BEGIN RECORDS FOR THIS EXERCISE
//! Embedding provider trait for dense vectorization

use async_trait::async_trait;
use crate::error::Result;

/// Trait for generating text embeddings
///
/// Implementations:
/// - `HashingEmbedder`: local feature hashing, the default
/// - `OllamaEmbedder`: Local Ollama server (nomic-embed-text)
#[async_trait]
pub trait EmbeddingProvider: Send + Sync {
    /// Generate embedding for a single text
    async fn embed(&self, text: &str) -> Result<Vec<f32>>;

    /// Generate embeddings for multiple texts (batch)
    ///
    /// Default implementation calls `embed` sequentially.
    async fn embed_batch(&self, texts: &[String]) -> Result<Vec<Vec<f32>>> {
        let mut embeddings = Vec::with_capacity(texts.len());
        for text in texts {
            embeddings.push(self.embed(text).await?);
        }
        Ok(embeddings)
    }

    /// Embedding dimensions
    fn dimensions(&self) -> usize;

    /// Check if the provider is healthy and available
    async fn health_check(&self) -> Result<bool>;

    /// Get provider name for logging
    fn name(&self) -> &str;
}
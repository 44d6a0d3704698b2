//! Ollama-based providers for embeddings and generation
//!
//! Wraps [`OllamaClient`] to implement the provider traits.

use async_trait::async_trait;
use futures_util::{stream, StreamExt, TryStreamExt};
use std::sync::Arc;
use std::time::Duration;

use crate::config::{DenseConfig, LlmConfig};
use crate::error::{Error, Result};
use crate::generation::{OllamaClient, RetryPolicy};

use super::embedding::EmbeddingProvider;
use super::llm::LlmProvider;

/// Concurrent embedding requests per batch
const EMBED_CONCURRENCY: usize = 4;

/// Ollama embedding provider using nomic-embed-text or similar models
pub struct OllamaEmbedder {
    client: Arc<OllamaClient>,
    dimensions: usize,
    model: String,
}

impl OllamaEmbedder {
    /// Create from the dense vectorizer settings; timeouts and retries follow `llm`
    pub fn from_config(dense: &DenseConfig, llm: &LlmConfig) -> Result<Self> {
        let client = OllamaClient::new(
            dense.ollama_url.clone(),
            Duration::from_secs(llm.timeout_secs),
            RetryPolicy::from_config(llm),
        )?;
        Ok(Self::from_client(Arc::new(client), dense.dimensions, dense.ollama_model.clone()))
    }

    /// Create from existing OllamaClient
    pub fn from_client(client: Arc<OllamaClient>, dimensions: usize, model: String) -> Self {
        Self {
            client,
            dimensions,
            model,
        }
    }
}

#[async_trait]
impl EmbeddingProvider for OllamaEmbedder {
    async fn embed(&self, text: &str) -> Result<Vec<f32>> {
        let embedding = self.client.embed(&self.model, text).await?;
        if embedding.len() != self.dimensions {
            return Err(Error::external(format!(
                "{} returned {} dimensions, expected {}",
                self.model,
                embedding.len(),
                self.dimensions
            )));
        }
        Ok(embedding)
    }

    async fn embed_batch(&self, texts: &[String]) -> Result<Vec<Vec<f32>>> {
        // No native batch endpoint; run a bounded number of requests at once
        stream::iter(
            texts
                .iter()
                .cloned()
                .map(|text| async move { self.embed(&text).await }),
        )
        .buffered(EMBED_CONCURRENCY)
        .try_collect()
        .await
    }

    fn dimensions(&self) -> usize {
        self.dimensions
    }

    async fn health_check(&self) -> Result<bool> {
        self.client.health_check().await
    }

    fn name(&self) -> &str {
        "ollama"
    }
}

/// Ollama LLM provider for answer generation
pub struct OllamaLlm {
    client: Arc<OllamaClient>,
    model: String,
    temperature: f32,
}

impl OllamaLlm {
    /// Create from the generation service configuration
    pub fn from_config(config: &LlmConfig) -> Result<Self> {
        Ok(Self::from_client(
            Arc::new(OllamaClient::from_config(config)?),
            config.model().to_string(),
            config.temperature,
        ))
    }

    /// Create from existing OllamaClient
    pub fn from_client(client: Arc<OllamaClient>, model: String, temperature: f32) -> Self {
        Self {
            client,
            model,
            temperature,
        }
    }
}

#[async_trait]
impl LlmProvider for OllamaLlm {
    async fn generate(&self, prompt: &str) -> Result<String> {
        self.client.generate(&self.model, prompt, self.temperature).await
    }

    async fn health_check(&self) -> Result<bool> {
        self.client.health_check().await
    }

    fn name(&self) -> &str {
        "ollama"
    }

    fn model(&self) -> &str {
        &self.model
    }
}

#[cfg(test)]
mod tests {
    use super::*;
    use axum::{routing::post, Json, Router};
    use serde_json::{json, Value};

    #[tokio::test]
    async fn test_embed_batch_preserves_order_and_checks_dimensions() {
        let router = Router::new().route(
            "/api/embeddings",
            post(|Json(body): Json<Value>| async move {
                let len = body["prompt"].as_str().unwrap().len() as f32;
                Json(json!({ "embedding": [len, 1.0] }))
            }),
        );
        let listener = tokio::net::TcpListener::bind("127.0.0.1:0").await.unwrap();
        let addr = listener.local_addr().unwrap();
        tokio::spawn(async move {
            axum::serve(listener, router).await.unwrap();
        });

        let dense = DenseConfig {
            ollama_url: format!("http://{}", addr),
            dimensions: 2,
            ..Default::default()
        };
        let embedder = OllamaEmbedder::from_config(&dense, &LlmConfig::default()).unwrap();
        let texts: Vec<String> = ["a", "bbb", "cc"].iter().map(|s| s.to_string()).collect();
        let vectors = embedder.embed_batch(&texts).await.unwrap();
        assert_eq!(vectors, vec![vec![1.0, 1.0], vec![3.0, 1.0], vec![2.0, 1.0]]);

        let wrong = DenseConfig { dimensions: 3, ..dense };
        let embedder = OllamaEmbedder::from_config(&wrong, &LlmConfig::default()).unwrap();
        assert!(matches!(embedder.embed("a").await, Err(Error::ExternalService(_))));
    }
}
END RECORDS FOR THIS EXERCISE
EXERCISE → Where in the listing does the string "RetryPolicy" appear? Copy every line that has it.

RESULT →
use crate::generation::{OllamaClient, RetryPolicy};
            RetryPolicy::from_config(llm),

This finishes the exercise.